Макартур задумчиво отправил в рот кусок булочки.

– Нет, ну как так? – сказал он вместо ответа. – Столько женщин, и каждая трубит, что она привлекательная, симпатичная и легкая в общении. Ну вот я, допустим, холост. Хожу везде, разув глаза, но хоть бы раз мне попалась вот такая, как здесь написано. Так нет же: встречаю именно непривлекательных, несимпатичных и исключительно тяжелого поведения. Если уж они такие неотразимые симпатюльки-веселушки, зачем тогда каждую неделю выставляться в этом каталоге? Врут, поди, как сивые кобылы.

– Может, не ограничиваться обложкой, а полистать дальше? Скажем, следующий раздел.

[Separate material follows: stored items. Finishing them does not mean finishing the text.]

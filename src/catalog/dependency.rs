//! Dependency metadata and its platform-version resolution
//!
//! A dependency carries base coordinates plus an ordered list of mappings,
//! each gated by a platform version range. Resolving against a platform
//! version picks the first matching mapping in declaration order; fields a
//! mapping leaves out fall back to the dependency's base values.

use serde::{Deserialize, Serialize};
use std::fmt;

use crate::error::CatalogError;
use crate::version::{Version, VersionParser, VersionRange};

/// Scope tokens a dependency may declare
pub const SCOPE_ALL: [&str; 6] = [
    "compile",
    "compileOnly",
    "annotationProcessor",
    "runtime",
    "provided",
    "test",
];

fn default_scope() -> String {
    "compile".to_string()
}

/// A version-range-gated override of the dependency coordinates
#[derive(Debug, Clone, PartialEq, Eq, Serialize, Deserialize)]
pub struct Mapping {
    /// The range expression, as written in the catalog
    pub version_range: String,
    /// The groupId to use for this mapping, `None` to use the default
    #[serde(default, skip_serializing_if = "Option::is_none")]
    pub group_id: Option<String>,
    /// The artifactId to use for this mapping, `None` to use the default
    #[serde(default, skip_serializing_if = "Option::is_none")]
    pub artifact_id: Option<String>,
    /// The version to use for this mapping, `None` to use the default
    #[serde(default, skip_serializing_if = "Option::is_none")]
    pub version: Option<String>,
    #[serde(skip)]
    pub(crate) range: Option<VersionRange>,
}

impl Mapping {
    /// Creates a mapping overriding only the version
    pub fn new(version_range: impl Into<String>, version: impl Into<String>) -> Self {
        Self {
            version_range: version_range.into(),
            group_id: None,
            artifact_id: None,
            version: Some(version.into()),
            range: None,
        }
    }

    /// The compiled range; available after the catalog is compiled
    pub fn range(&self) -> Option<&VersionRange> {
        self.range.as_ref()
    }
}

/// Metadata for a dependency the catalog can emit into a generated build
#[derive(Debug, Clone, PartialEq, Eq, Serialize, Deserialize)]
pub struct Dependency {
    /// Primary identifier
    pub id: String,
    /// Alternate identifiers resolving to this dependency
    #[serde(default, skip_serializing_if = "Vec::is_empty")]
    pub aliases: Vec<String>,
    #[serde(default, skip_serializing_if = "Option::is_none")]
    pub group_id: Option<String>,
    #[serde(default, skip_serializing_if = "Option::is_none")]
    pub artifact_id: Option<String>,
    /// Default version; `None` means the version is managed elsewhere (e.g.
    /// by a BOM) and is not emitted
    #[serde(default, skip_serializing_if = "Option::is_none")]
    pub version: Option<String>,
    /// Declared scope token; unrecognized tokens are rejected at load
    #[serde(default = "default_scope")]
    pub scope: String,
    /// Platform versions this dependency is available for
    #[serde(default, skip_serializing_if = "Option::is_none")]
    pub version_range: Option<String>,
    /// Id of the BOM that manages this dependency's version, if any
    #[serde(default, skip_serializing_if = "Option::is_none")]
    pub bom: Option<String>,
    /// Id of the repository required by this dependency, if any
    #[serde(default, skip_serializing_if = "Option::is_none")]
    pub repository: Option<String>,
    #[serde(default, skip_serializing_if = "Vec::is_empty")]
    pub mappings: Vec<Mapping>,
    #[serde(skip)]
    pub(crate) range: Option<VersionRange>,
}

/// A dependency with its coordinates settled for one platform version
#[derive(Debug, Clone, PartialEq, Eq)]
pub struct ResolvedDependency {
    pub group_id: String,
    pub artifact_id: String,
    pub version: Option<String>,
    pub scope: String,
    /// Range requirement of the mapping that matched, if any
    pub requirement: Option<String>,
}

impl Dependency {
    /// Creates a dependency with explicit coordinates
    pub fn with_coordinates(
        id: impl Into<String>,
        group_id: impl Into<String>,
        artifact_id: impl Into<String>,
    ) -> Self {
        Self {
            id: id.into(),
            aliases: Vec::new(),
            group_id: Some(group_id.into()),
            artifact_id: Some(artifact_id.into()),
            version: None,
            scope: default_scope(),
            version_range: None,
            bom: None,
            repository: None,
            mappings: Vec::new(),
            range: None,
        }
    }

    /// Returns true when both groupId and artifactId are set
    pub fn has_coordinates(&self) -> bool {
        self.group_id.is_some() && self.artifact_id.is_some()
    }

    /// Returns true when the given id is the primary id or an alias
    pub fn answers_to(&self, id: &str) -> bool {
        self.id == id || self.aliases.iter().any(|alias| alias == id)
    }

    /// Validates the declaration and completes missing state.
    ///
    /// An id of the form `group:artifact[:version]` supplies coordinates the
    /// declaration leaves out; compiles the availability range and every
    /// mapping range with the given parser.
    pub(crate) fn compile(&mut self, parser: &VersionParser) -> Result<(), CatalogError> {
        if !SCOPE_ALL.contains(&self.scope.as_str()) {
            return Err(CatalogError::invalid_metadata(
                &self.id,
                format!("invalid scope '{}', must be one of {:?}", self.scope, SCOPE_ALL),
            ));
        }
        if !self.has_coordinates() {
            let mut parts = self.id.split(':');
            match (parts.next(), parts.next(), parts.next(), parts.next()) {
                (Some(group), Some(artifact), version, None) => {
                    self.group_id = Some(group.to_string());
                    self.artifact_id = Some(artifact.to_string());
                    if self.version.is_none() {
                        self.version = version.map(str::to_string);
                    }
                }
                _ => {
                    return Err(CatalogError::invalid_metadata(
                        &self.id,
                        "no coordinates; declare group_id/artifact_id or use a \
                         'group:artifact[:version]' id",
                    ))
                }
            }
        }
        if let Some(ref version_range) = self.version_range {
            self.range = Some(
                parser
                    .parse_range(version_range)
                    .map_err(|err| CatalogError::invalid_mapping_range(&self.id, version_range, err))?,
            );
        }
        for mapping in &mut self.mappings {
            mapping.range = Some(parser.parse_range(&mapping.version_range).map_err(|err| {
                CatalogError::invalid_mapping_range(&self.id, &mapping.version_range, err)
            })?);
        }
        Ok(())
    }

    /// Returns whether this dependency is available for the platform version
    pub fn available_for(&self, platform: &Version) -> bool {
        match self.range {
            Some(ref range) => range.matches(platform),
            None => true,
        }
    }

    /// Resolves the coordinates applicable to the platform version.
    ///
    /// The first mapping (in declaration order) whose range matches wins;
    /// with no matching mapping the base coordinates apply. Fails with
    /// `UnresolvedEntity` when neither yields coordinates.
    pub fn resolve(&self, platform: &Version) -> Result<ResolvedDependency, CatalogError> {
        let mapping = self
            .mappings
            .iter()
            .find(|mapping| matches!(mapping.range, Some(ref range) if range.matches(platform)));

        let group_id = mapping
            .and_then(|m| m.group_id.clone())
            .or_else(|| self.group_id.clone());
        let artifact_id = mapping
            .and_then(|m| m.artifact_id.clone())
            .or_else(|| self.artifact_id.clone());
        let (Some(group_id), Some(artifact_id)) = (group_id, artifact_id) else {
            return Err(CatalogError::unresolved_entity(&self.id, platform));
        };

        Ok(ResolvedDependency {
            group_id,
            artifact_id,
            version: mapping
                .and_then(|m| m.version.clone())
                .or_else(|| self.version.clone()),
            scope: self.scope.clone(),
            requirement: mapping.and_then(|m| m.range()).map(ToString::to_string),
        })
    }
}

impl fmt::Display for Dependency {
    fn fmt(&self, f: &mut fmt::Formatter<'_>) -> fmt::Result {
        write!(
            f,
            "{} ({}:{})",
            self.id,
            self.group_id.as_deref().unwrap_or("?"),
            self.artifact_id.as_deref().unwrap_or("?"),
        )
    }
}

– Ты об извращенках, что ли? – вскинул брови Макартур. – Да ну тебя. Я даже не всегда понимаю, на что они там намекают. – Воровато покосившись на соседние столики – не смотрит ли кто, – Макартур зашелестел страницами. Голос понизился до шепота: – Вот, глянь. Тут одна ищет «мужской заменитель для душа». Я не пойму, что это за фигня? Непонятно даже, чего бы она от меня хотела. Душ ей починить, что ли?

Я посмотрел на него, он на меня. Как человек, прослуживший два десятка лет в полиции, Макартур, пожалуй, был слегка склонен к буквализму.

– А?

– Да нет, ничего.

– Не-не, ты что-то хотел сказать.

– Да просто она тебе не пара, вот и все.

– Ну вот, а ты говоришь. Я даже не знаю, что хуже: понимать, что у них на уме, или не понимать. Бог мой, да мне и надо-то всего лишь нормальных, прямых отношений. Ну ведь где-то они должны существовать, разве нет?

В том, что где-то есть отношения исключительно прямые и нормальные, я сомневался, но понимал, что именно он имеет в виду. А имел он в виду то, что заменителем для душа служить не будет, никому и никогда.

– Последний раз, я слышал, ты помогал пережить горе вдове Эла Бакстона? – разрядил я обстановку.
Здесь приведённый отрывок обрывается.